We read over 7000 stories & essays. Here are our top 9 submitting tips!
+ Upcoming Free “Gabo” Reading Period | 24-hours only
Our next reading period is coming up on March 6 (Gabriel García Márquez’s birthday) for 24 hours only, midnight-to-midnight.1 Submissions are free and we pay $200 for long-form writing, and $50 for short-form. Read the full submission guidelines here and get ready to submit!
We’ve now read over 7000 submissions to Strange Pilgrims (and sent out 95% of responses from our first reading period). Stories and essays from six continents (still waiting on you, Antarctica). Flash pieces written, we suspect, in single sittings at 2 AM, and novel chapters trimmed to fit our word count like a foot squeezed into a glass slipper (yes, we notice, and no, we don’t hold it against you). Some arrived with cover letters longer than the pieces (not kidding…). Some arrived with no cover letter at all (totally cool). Some made us forget we were reading from so-called slush-pile on a screen way too late into the night.
What follows is something I’ve been meaning to write for a while. After reading this many submissions, there are certain things we wish we could tell every writer before they hit send. So here they are!
Alongside other perks, paid subscribers can also access exclusive writing exercises here (a lot more to come!):
1. The first paragraph is doing more work (or rather a different kind of work) than you think.

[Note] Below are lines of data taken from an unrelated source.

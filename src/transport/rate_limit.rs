//! Rate-limit middleware contract
//!
//! Token bucket per `Sbp-Agent-Id` (fallback: source IP), refilling
//! linearly at `max/window` and consuming one token per request
//! (spec.md §9). Rejects with `-32004` and a `retry_after_ms` hint.

use std::collections::HashMap;
use std::sync::Mutex;
use std::time::Instant;

pub struct RateLimitDecision {
    pub allowed: bool,
    pub retry_after_ms: u64,
}

struct Bucket {
    tokens: f64,
    last_refill: Instant,
}

/// A rate limiter is a pluggable hook (spec.md §4.7 Middleware contract):
/// the transport only needs something that can answer "is this key
/// allowed right now". The default is an in-process token bucket; a
/// deployment could swap in a distributed limiter behind the same trait.
pub trait RateLimiter: Send + Sync {
    fn check(&self, key: &str) -> RateLimitDecision;
}

pub struct TokenBucketLimiter {
    max_per_minute: u32,
    buckets: Mutex<HashMap<String, Bucket>>,
}

impl TokenBucketLimiter {
    pub fn new(max_per_minute: u32) -> Self {
        Self {
            max_per_minute,
            buckets: Mutex::new(HashMap::new()),
        }
    }
}

impl RateLimiter for TokenBucketLimiter {
    fn check(&self, key: &str) -> RateLimitDecision {
        if self.max_per_minute == 0 {
            return RateLimitDecision {
                allowed: true,
                retry_after_ms: 0,
            };
        }

        let capacity = self.max_per_minute as f64;
        let refill_per_ms = capacity / 60_000.0;

        let mut buckets = self.buckets.lock().unwrap_or_else(|e| e.into_inner());
        let now = Instant::now();
        let bucket = buckets.entry(key.to_string()).or_insert_with(|| Bucket {
            tokens: capacity,
            last_refill: now,
        });

        let elapsed_ms = now.duration_since(bucket.last_refill).as_millis() as f64;
        bucket.tokens = (bucket.tokens + elapsed_ms * refill_per_ms).min(capacity);
        bucket.last_refill = now;

        if bucket.tokens >= 1.0 {
            bucket.tokens -= 1.0;
            RateLimitDecision {
                allowed: true,
                retry_after_ms: 0,
            }
        } else {
            let deficit = 1.0 - bucket.tokens;
            let retry_after_ms = (deficit / refill_per_ms).ceil() as u64;
            RateLimitDecision {
                allowed: false,
                retry_after_ms,
            }
        }
    }
}
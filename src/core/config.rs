//! Configuration
//!
//! Loads blackboard tuning parameters from `config.toml`, the way the
//! teacher's `Config::load` reads `config.toml` for decay rates and
//! thresholds. All fields have sane defaults so the server runs unconfigured.

use anyhow::Result;
use serde::Deserialize;
use std::path::Path;

#[derive(Debug, Clone, Deserialize)]
pub struct Config {
    #[serde(default)]
    pub engine: EngineConfig,
    #[serde(default)]
    pub transport: TransportConfig,
}

#[derive(Debug, Clone, Deserialize)]
pub struct EngineConfig {
    #[serde(default = "default_evaluation_interval_ms")]
    pub evaluation_interval_ms: u64,
    #[serde(default = "default_max_pheromones")]
    pub max_pheromones: usize,
    #[serde(default = "default_emission_history_window_ms")]
    pub emission_history_window_ms: u64,
    #[serde(default = "default_ttl_floor")]
    pub default_ttl_floor: f64,
    #[serde(default = "default_default_half_life_ms")]
    pub default_half_life_ms: f64,
}

impl Default for EngineConfig {
    fn default() -> Self {
        Self {
            evaluation_interval_ms: default_evaluation_interval_ms(),
            max_pheromones: default_max_pheromones(),
            emission_history_window_ms: default_emission_history_window_ms(),
            default_ttl_floor: default_ttl_floor(),
            default_half_life_ms: default_default_half_life_ms(),
        }
    }
}

#[derive(Debug, Clone, Deserialize)]
pub struct TransportConfig {
    #[serde(default = "default_host")]
    pub host: String,
    #[serde(default = "default_port")]
    pub port: u16,
    #[serde(default = "default_sse_keepalive_secs")]
    pub sse_keepalive_secs: u64,
    #[serde(default = "default_sse_replay_buffer_size")]
    pub sse_replay_buffer_size: usize,
    #[serde(default = "default_session_ttl_ms")]
    pub session_ttl_ms: i64,
    #[serde(default)]
    pub api_keys: Vec<String>,
    #[serde(default = "default_rate_limit_per_minute")]
    pub rate_limit_per_minute: u32,
}

impl Default for TransportConfig {
    fn default() -> Self {
        Self {
            host: default_host(),
            port: default_port(),
            sse_keepalive_secs: default_sse_keepalive_secs(),
            sse_replay_buffer_size: default_sse_replay_buffer_size(),
            session_ttl_ms: default_session_ttl_ms(),
            api_keys: Vec::new(),
            rate_limit_per_minute: default_rate_limit_per_minute(),
        }
    }
}

fn default_evaluation_interval_ms() -> u64 {
    100
}
fn default_max_pheromones() -> usize {
    10_000
}
fn default_emission_history_window_ms() -> u64 {
    60_000
}
fn default_ttl_floor() -> f64 {
    0.01
}
fn default_default_half_life_ms() -> f64 {
    30_000.0
}
fn default_host() -> String {
    "127.0.0.1".to_string()
}
fn default_port() -> u16 {
    8088
}
fn default_sse_keepalive_secs() -> u64 {
    30
}
fn default_sse_replay_buffer_size() -> usize {
    256
}
fn default_session_ttl_ms() -> i64 {
    3_600_000
}
fn default_rate_limit_per_minute() -> u32 {
    600
}

impl Default for Config {
    fn default() -> Self {
        Self {
            engine: EngineConfig::default(),
            transport: TransportConfig::default(),
        }
    }
}

impl Config {
    pub fn load(path: impl AsRef<Path>) -> Result<Self> {
        let content = std::fs::read_to_string(path)?;
        let config: Config = toml::from_str(&content)?;
        Ok(config)
    }

    pub fn load_default() -> Result<Self> {
        Self::load("config.toml")
    }
}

I know a lot of people say that the opening of a piece should instantly hook you. Or there should be action galore. And while both these things can be useful (especially, say, for agents reading a novel), when it comes to shorter work, for us, what we’re really looking for is a reason to trust you as a writer.
The best opening paragraphs we read (and indeed you can see this in what we’ve published so far), don’t feel like artificial attempts to reel you in. Rather, they settle into a voice so specific and alive that we forget we’re reading a submission at all. Ultimately, the actual opening might well be just a single beautiful sentence or perhaps be a paragraph-long description of a kitchen. What matters is that it sounds like you and no one else.

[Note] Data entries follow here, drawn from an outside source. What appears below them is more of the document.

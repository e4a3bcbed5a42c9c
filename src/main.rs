//! sbp-server: Stigmergic Blackboard Protocol server
//!
//! Agents communicate indirectly through time-decaying pheromones on a
//! shared blackboard rather than exchanging messages directly. When a
//! source goes quiet, its pheromones decay and downstream scents fall
//! dormant on their own — no heartbeat or liveness check required.

use std::sync::Arc;

use anyhow::Result;
use clap::Parser;
use tracing::{info, warn, Level};
use tracing_subscriber::FmtSubscriber;

use sbp::core::evaluator::Evaluator;
use sbp::core::{Blackboard, Config};
use sbp::transport::auth::AuthGate;
use sbp::transport::rate_limit::TokenBucketLimiter;
use sbp::transport::session::SessionStore;
use sbp::transport::sse::SseRegistry;
use sbp::transport::{routes, AppState};

#[derive(Parser, Debug)]
#[command(name = "sbp-server", version, about = "Stigmergic Blackboard Protocol server")]
struct Cli {
    /// Path to config.toml
    #[arg(long, env = "SBP_CONFIG")]
    config: Option<String>,

    /// Bind host, overrides config.toml
    #[arg(long, env = "SBP_HOST")]
    host: Option<String>,

    /// Bind port, overrides config.toml
    #[arg(long, env = "SBP_PORT")]
    port: Option<u16>,

    /// Comma-separated API keys; when set, requests must present one as a Bearer token
    #[arg(long, env = "SBP_API_KEYS", value_delimiter = ',')]
    api_key: Vec<String>,

    /// Requests per minute per agent, 0 disables rate limiting
    #[arg(long, env = "SBP_RATE_LIMIT")]
    rate_limit: Option<u32>,

    /// Log level: trace, debug, info, warn, error
    #[arg(long, env = "SBP_LOG", default_value = "info")]
    log: Level,
}

#[tokio::main]
async fn main() -> Result<()> {
    dotenv::dotenv().ok();
    let cli = Cli::parse();

    let subscriber = FmtSubscriber::builder()
        .with_max_level(cli.log)
        .with_target(true)
        .with_thread_ids(false)
        .with_file(false)
        .with_line_number(false)
        .finish();
    tracing::subscriber::set_global_default(subscriber)?;

    info!("stigmergic blackboard protocol server starting");

    let mut config = match &cli.config {
        Some(path) => Config::load(path)?,
        None => Config::load_default().unwrap_or_else(|e| {
            warn!(error = %e, "no config.toml found, using defaults");
            Config::default()
        }),
    };

    if let Some(host) = cli.host {
        config.transport.host = host;
    }
    if let Some(port) = cli.port {
        config.transport.port = port;
    }
    if !cli.api_key.is_empty() {
        config.transport.api_keys = cli.api_key;
    }
    if let Some(rate_limit) = cli.rate_limit {
        config.transport.rate_limit_per_minute = rate_limit;
    }

    let config = Arc::new(config);
    let board = Arc::new(Blackboard::new(config.clone()));

    let evaluator = Arc::new(Evaluator::new(board.clone()));
    let evaluator_handle = evaluator.spawn();

    let sessions = Arc::new(SessionStore::new());
    let session_ttl_ms = config.transport.session_ttl_ms;
    let reaper_sessions = sessions.clone();
    let reaper_handle = tokio::spawn(async move {
        let mut ticker = tokio::time::interval(std::time::Duration::from_secs(60));
        loop {
            ticker.tick().await;
            let now = chrono::Utc::now().timestamp_millis();
            let reaped = reaper_sessions.reap_expired(now, session_ttl_ms);
            if reaped > 0 {
                tracing::debug!(reaped, "reaped expired sessions");
            }
        }
    });

    let state = Arc::new(AppState {
        board,
        sessions,
        sse: Arc::new(SseRegistry::new(config.transport.sse_replay_buffer_size)),
        auth: Arc::new(AuthGate::new(config.transport.api_keys.clone())),
        rate_limiter: Arc::new(TokenBucketLimiter::new(config.transport.rate_limit_per_minute)),
        config: config.clone(),
        started_at: chrono::Utc::now().timestamp_millis(),
    });

    let addr: std::net::SocketAddr = format!("{}:{}", config.transport.host, config.transport.port)
        .parse()
        .map_err(|e| anyhow::anyhow!("invalid bind address: {e}"))?;

    info!(%addr, "listening for JSON-RPC over HTTP + SSE on /sbp");
    let server = warp::serve(routes(state)).bind_with_graceful_shutdown(addr, async {
        tokio::signal::ctrl_c().await.ok();
        info!("shutdown signal received");
    });

    server.1.await;

    evaluator_handle.abort();
    reaper_handle.abort();
    info!("stigmergic blackboard protocol server stopped");
    Ok(())
}
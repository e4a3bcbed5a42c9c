//! Streamable HTTP + SSE transport, wire-compatible with spec.md §4.7/§6.

pub mod auth;
pub mod jsonrpc;
pub mod rate_limit;
pub mod server;
pub mod session;
pub mod sse;

pub use server::{routes, AppState};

2. “Interesting” < “Alive”
We’ve read plenty of submissions with fascinating premises — time travel, strange rituals, elaborate alternate histories — that somehow felt inert on the page. And we’ve read stories about a woman folding laundry that made us hold our breath. The difference is almost never concept per say. In the hands of a good writer, any kind of idea can take root and shape up into a weird and wild and elegant creation. We’re particularly enlivened by the degree to which the writer is present in the sentences, making choices that surprise even themselves.

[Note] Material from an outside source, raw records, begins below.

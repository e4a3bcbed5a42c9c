//! Error types for the blackboard core.
//!
//! Mirrors the transport's JSON-RPC error codes (spec.md §6) one-to-one so
//! the transport layer can map a `BlackboardError` to a response without
//! re-deriving the classification.

use thiserror::Error;

#[derive(Debug, Error)]
pub enum BlackboardError {
    #[error("invalid pheromone input: {0}")]
    InvalidInput(String),

    #[error("trail not found: {0}")]
    TrailNotFound(String),

    #[error("scent not found: {0}")]
    ScentNotFound(String),

    #[error("payload validation failed: {0}")]
    PayloadValidation(String),

    #[error("invalid condition: {0}")]
    InvalidCondition(String),

    #[error("internal error: {0}")]
    Internal(#[from] anyhow::Error),
}

impl BlackboardError {
    /// JSON-RPC error code per spec.md §6.
    pub fn rpc_code(&self) -> i64 {
        match self {
            BlackboardError::InvalidInput(_) => -32602,
            BlackboardError::TrailNotFound(_) => -32001,
            BlackboardError::ScentNotFound(_) => -32002,
            BlackboardError::PayloadValidation(_) => -32003,
            BlackboardError::InvalidCondition(_) => -32006,
            BlackboardError::Internal(_) => -32603,
        }
    }
}
//! JSON-RPC 2.0 envelope types and error codes (spec.md §6).

use serde::{Deserialize, Serialize};

#[derive(Debug, Clone, Deserialize)]
pub struct JsonRpcRequest {
    pub jsonrpc: String,
    pub id: Option<serde_json::Value>,
    pub method: String,
    #[serde(default)]
    pub params: serde_json::Value,
}

impl JsonRpcRequest {
    /// Validate envelope shape per spec.md §4.7: `jsonrpc="2.0"`, `id`
    /// string-or-number (or absent for notifications), `method` non-empty.
    pub fn validate(&self) -> Result<(), String> {
        if self.jsonrpc != "2.0" {
            return Err("jsonrpc must be \"2.0\"".to_string());
        }
        if self.method.is_empty() {
            return Err("method must be non-empty".to_string());
        }
        if let Some(id) = &self.id {
            if !id.is_string() && !id.is_number() {
                return Err("id must be a string or number".to_string());
            }
        }
        Ok(())
    }
}

#[derive(Debug, Clone, Serialize)]
pub struct JsonRpcResponse {
    pub jsonrpc: &'static str,
    pub id: serde_json::Value,
    #[serde(skip_serializing_if = "Option::is_none")]
    pub result: Option<serde_json::Value>,
    #[serde(skip_serializing_if = "Option::is_none")]
    pub error: Option<JsonRpcError>,
}

impl JsonRpcResponse {
    pub fn success(id: serde_json::Value, result: serde_json::Value) -> Self {
        Self {
            jsonrpc: "2.0",
            id,
            result: Some(result),
            error: None,
        }
    }

    pub fn error(id: serde_json::Value, error: JsonRpcError) -> Self {
        Self {
            jsonrpc: "2.0",
            id,
            result: None,
            error: Some(error),
        }
    }
}

#[derive(Debug, Clone, Serialize)]
pub struct JsonRpcError {
    pub code: i64,
    pub message: String,
    #[serde(skip_serializing_if = "Option::is_none")]
    pub data: Option<serde_json::Value>,
}

impl JsonRpcError {
    pub fn new(code: i64, message: impl Into<String>) -> Self {
        Self {
            code,
            message: message.into(),
            data: None,
        }
    }

    pub fn with_data(code: i64, message: impl Into<String>, data: serde_json::Value) -> Self {
        Self {
            code,
            message: message.into(),
            data: Some(data),
        }
    }
}

pub mod codes {
    pub const PARSE_ERROR: i64 = -32700;
    pub const INVALID_REQUEST: i64 = -32600;
    pub const METHOD_NOT_FOUND: i64 = -32601;
    pub const INVALID_PARAMS: i64 = -32602;
    pub const INTERNAL_ERROR: i64 = -32603;
    pub const TRAIL_NOT_FOUND: i64 = -32001;
    pub const SCENT_NOT_FOUND: i64 = -32002;
    pub const PAYLOAD_VALIDATION_FAILED: i64 = -32003;
    pub const RATE_LIMITED: i64 = -32004;
    pub const UNAUTHORIZED: i64 = -32005;
    pub const INVALID_CONDITION: i64 = -32006;
}

/// Notification sent server→client over SSE: `{jsonrpc, method: "sbp/trigger", params}`.
#[derive(Debug, Clone, Serialize)]
pub struct JsonRpcNotification {
    pub jsonrpc: &'static str,
    pub method: &'static str,
    pub params: serde_json::Value,
}

impl JsonRpcNotification {
    pub fn trigger(params: serde_json::Value) -> Self {
        Self {
            jsonrpc: "2.0",
            method: "sbp/trigger",
            params,
        }
    }
}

3. More stories die from neatness than from chaos.
We were surprised by this one ourselves, to be honest: the submissions that came closest to acceptance but ultimately didn’t make the cut weren’t the, well let’s just say, “messy ones”. Rather, it was those pieces that were…a little too tidy. Think stories that do everything right—competent prose, clear structure, a twist or an epiphany right on cue—but feel like they were written with the door closed, so to speak. Between ourselves, we refer to this as “workshop-proof” writing. Which is to say it’s the kind of story or essay or flash that would likely survive a craft seminar without so much as a scratch. And yet, that’s sometimes exactly the problem.
4. Send your strangest work
We named this magazine after Márquez for a reason!! We believe—maybe naively—that the borders between realism and fabulism, between essay and story, between the expected and the uncanny, are mostly imaginary. And yet, time and again, we receive cover letters that say things like: “I’m not sure if this is the right fit, but…” or “This one’s a bit weird, so I understand if it’s not for you.” More often than not, those are the submissions we end up loving. Please, for goodness sake don’t self-reject.
5. Read your dialogue out loud. And then delete it all and redo it x 7
Look, most of us write really bad dialogue in our initial drafts. I’m sorry, it’s just something we see repeatedly. Maybe we’ll do a whole post on dialogue at some point.
We estimate that in about a third of the fiction submissions we receive, every character speaks in complete, emotionally articulate sentences. They say exactly what they mean, right when they mean it. And it kills the story.
Look at what Carver does: his characters talk about the objects on the table, the weather, what’s for dinner—everything except the thing the scene is actually about. The weight lands in the gap between what’s said and what’s meant. Or Coetzee in Disgrace, where the narrator pulls so far back from the conversation that you’re almost reading a report of what was spoken rather than the speech itself, and that distance is the point, because in that book, the character can’t close the distance with anyone in his life, either.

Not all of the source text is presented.